BEGIN

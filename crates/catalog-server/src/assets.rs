use anyhow::{anyhow, Context, Result};
use async_trait::async_trait;
use axum::body::Bytes;
use reqwest::multipart::{Form, Part};
use reqwest::Client;
use serde::Deserialize;
use std::path::PathBuf;
use std::time::Duration;

/// Which kind of binary an upload carries
#[derive(Clone, Copy, Debug, PartialEq, Eq)]
pub enum AssetKind {
    Audio,
    Cover,
}

impl AssetKind {
    /// Folder the asset host files this kind under
    pub fn folder(&self) -> &'static str {
        match self {
            AssetKind::Audio => "songs",
            AssetKind::Cover => "covers",
        }
    }
}

/// A file part received by the ingestion endpoint
#[derive(Clone, Debug)]
pub struct UploadedFile {
    pub file_name: String,
    pub content_type: Option<String>,
    pub bytes: Bytes,
}

/// Trait for hosts that store song binaries and hand back public URLs
#[async_trait]
pub trait AssetStore: Send + Sync {
    /// Name of this store implementation
    fn name(&self) -> &'static str;

    /// Store the file and return the URL it can be fetched from
    async fn upload(&self, kind: AssetKind, file: UploadedFile) -> Result<String>;
}

/// Unique stored name: random prefix plus the sanitized original name
pub fn stored_file_name(original: &str) -> String {
    let cleaned: String = original
        .chars()
        .map(|c| {
            if c.is_ascii_alphanumeric() || matches!(c, '.' | '-' | '_') {
                c
            } else {
                '_'
            }
        })
        .collect();

    format!("{}{}", uuid::Uuid::new_v4().simple(), cleaned)
}

/// Stores assets in a local directory that the catalog server serves itself
pub struct LocalAssetStore {
    directory: PathBuf,
    public_base_url: String,
}

impl LocalAssetStore {
    pub fn new(directory: impl Into<PathBuf>, public_base_url: impl Into<String>) -> Self {
        Self {
            directory: directory.into(),
            public_base_url: public_base_url.into().trim_end_matches('/').to_string(),
        }
    }

    pub fn directory(&self) -> &PathBuf {
        &self.directory
    }
}

#[async_trait]
impl AssetStore for LocalAssetStore {
    fn name(&self) -> &'static str {
        "local"
    }

    async fn upload(&self, kind: AssetKind, file: UploadedFile) -> Result<String> {
        let folder = self.directory.join(kind.folder());
        tokio::fs::create_dir_all(&folder)
            .await
            .with_context(|| format!("Failed to create asset folder {}", folder.display()))?;

        let name = stored_file_name(&file.file_name);
        let path = folder.join(&name);
        tokio::fs::write(&path, &file.bytes)
            .await
            .with_context(|| format!("Failed to write asset {}", path.display()))?;

        tracing::debug!("Stored {} bytes at {}", file.bytes.len(), path.display());
        Ok(format!("{}/{}/{}", self.public_base_url, kind.folder(), name))
    }
}

/// Response from the ImageKit upload API (only the field we need)
#[derive(Debug, Deserialize)]
struct ImageKitUploadResponse {
    url: String,
}

/// Stores assets on an ImageKit-compatible upload host
///
/// API format: multipart `POST {upload_url}` with `file`, `fileName` and
/// `folder` fields, authenticated with the private key as basic-auth user.
pub struct ImageKitStore {
    upload_url: String,
    private_key: String,
    client: Client,
}

impl ImageKitStore {
    pub fn new(upload_url: impl Into<String>, private_key: impl Into<String>) -> Result<Self> {
        let client = Client::builder()
            .timeout(Duration::from_secs(120))
            .build()
            .context("Failed to build HTTP client")?;

        Ok(Self {
            upload_url: upload_url.into(),
            private_key: private_key.into(),
            client,
        })
    }
}

#[async_trait]
impl AssetStore for ImageKitStore {
    fn name(&self) -> &'static str {
        "imagekit"
    }

    async fn upload(&self, kind: AssetKind, file: UploadedFile) -> Result<String> {
        let name = stored_file_name(&file.file_name);

        let mut part = Part::bytes(file.bytes.to_vec()).file_name(name.clone());
        if let Some(content_type) = &file.content_type {
            part = part
                .mime_str(content_type)
                .context("Invalid upload content type")?;
        }

        let form = Form::new()
            .part("file", part)
            .text("fileName", name.clone())
            .text("folder", kind.folder());

        tracing::debug!("Uploading {} to {}", name, self.upload_url);

        let response = self
            .client
            .post(&self.upload_url)
            .basic_auth(&self.private_key, Some(""))
            .multipart(form)
            .send()
            .await
            .context("Failed to reach asset host")?;

        if !response.status().is_success() {
            return Err(anyhow!("Asset host returned status: {}", response.status()));
        }

        let body: ImageKitUploadResponse = response
            .json()
            .await
            .context("Failed to parse asset host response")?;

        tracing::info!("Uploaded {} as {}", name, body.url);
        Ok(body.url)
    }
}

END

### [WHAT YOU WILL DO]
Copy out the entries from the material above, matching each one exactly.

### [EXERCISE RESPONSE]
filename crates/catalog-server/src/assets.rs
use anyhow::{anyhow, Context, Result};
use async_trait::async_trait;
use axum::body::Bytes;
use reqwest::multipart::{Form, Part};
use reqwest::Client;
use serde::Deserialize;
use std::path::PathBuf;
use std::time::Duration;

/// Which kind of binary an upload carries
#[derive(Clone, Copy, Debug, PartialEq, Eq)]
pub enum AssetKind {
    Audio,
    Cover,
}

impl AssetKind {
    /// Folder the asset host files this kind under
    pub fn folder(&self) -> &'static str {
        match self {
            AssetKind::Audio => "songs",
            AssetKind::Cover => "covers",
        }
    }
}

/// A file part received by the ingestion endpoint
#[derive(Clone, Debug)]
pub struct UploadedFile {
    pub file_name: String,
    pub content_type: Option<String>,
    pub bytes: Bytes,
}

/// Trait for hosts that store song binaries and hand back public URLs
#[async_trait]
pub trait AssetStore: Send + Sync {
    /// Name of this store implementation
    fn name(&self) -> &'static str;

    /// Store the file and return the URL it can be fetched from
    async fn upload(&self, kind: AssetKind, file: UploadedFile) -> Result<String>;
}

/// Unique stored name: random prefix plus the sanitized original name
pub fn stored_file_name(original: &str) -> String {
    let cleaned: String = original
        .chars()
        .map(|c| {
            if c.is_ascii_alphanumeric() || matches!(c, '.' | '-' | '_') {
                c
            } else {
                '_'
            }
        })
        .collect();

    format!("{}{}", uuid::Uuid::new_v4().simple(), cleaned)
}

/// Stores assets in a local directory that the catalog server serves itself
pub struct LocalAssetStore {
    directory: PathBuf,
    public_base_url: String,
}

impl LocalAssetStore {
    pub fn new(directory: impl Into<PathBuf>, public_base_url: impl Into<String>) -> Self {
        Self {
            directory: directory.into(),
            public_base_url: public_base_url.into().trim_end_matches('/').to_string(),
        }
    }

    pub fn directory(&self) -> &PathBuf {
        &self.directory
    }
}

#[async_trait]
impl AssetStore for LocalAssetStore {
    fn name(&self) -> &'static str {
        "local"
    }

    async fn upload(&self, kind: AssetKind, file: UploadedFile) -> Result<String> {
        let folder = self.directory.join(kind.folder());
        tokio::fs::create_dir_all(&folder)
            .await
            .with_context(|| format!("Failed to create asset folder {}", folder.display()))?;

        let name = stored_file_name(&file.file_name);
        let path = folder.join(&name);
        tokio::fs::write(&path, &file.bytes)
            .await
            .with_context(|| format!("Failed to write asset {}", path.display()))?;

        tracing::debug!("Stored {} bytes at {}", file.bytes.len(), path.display());
        Ok(format!("{}/{}/{}", self.public_base_url, kind.folder(), name))
    }
}

/// Response from the ImageKit upload API (only the field we need)
#[derive(Debug, Deserialize)]
struct ImageKitUploadResponse {
    url: String,
}

/// Stores assets on an ImageKit-compatible upload host
///
/// API format: multipart `POST {upload_url}` with `file`, `fileName` and
/// `folder` fields, authenticated with the private key as basic-auth user.
pub struct ImageKitStore {
    upload_url: String,
    private_key: String,
    client: Client,
}

impl ImageKitStore {
    pub fn new(upload_url: impl Into<String>, private_key: impl Into<String>) -> Result<Self> {
        let client = Client::builder()
            .timeout(Duration::from_secs(120))
            .build()
            .context("Failed to build HTTP client")?;

        Ok(Self {
            upload_url: upload_url.into(),
            private_key: private_key.into(),
            client,
        })
    }
}

#[async_trait]
impl AssetStore for ImageKitStore {
    fn name(&self) -> &'static str {
        "imagekit"
    }

    async fn upload(&self, kind: AssetKind, file: UploadedFile) -> Result<String> {
        let name = stored_file_name(&file.file_name);

        let mut part = Part::bytes(file.bytes.to_vec()).file_name(name.clone());
        if let Some(content_type) = &file.content_type {
            part = part
                .mime_str(content_type)
                .context("Invalid upload content type")?;
        }

        let form = Form::new()
            .part("file", part)
            .text("fileName", name.clone())
            .text("folder", kind.folder());

        tracing::debug!("Uploading {} to {}", name, self.upload_url);

        let response = self
            .client
            .post(&self.upload_url)
            .basic_auth(&self.private_key, Some(""))
            .multipart(form)
            .send()
            .await
            .context("Failed to reach asset host")?;

        if !response.status().is_success() {
            return Err(anyhow!("Asset host returned status: {}", response.status()));
        }

        let body: ImageKitUploadResponse = response
            .json()
            .await
            .context("Failed to parse asset host response")?;

        tracing::info!("Uploaded {} as {}", name, body.url);
        Ok(body.url)
    }
}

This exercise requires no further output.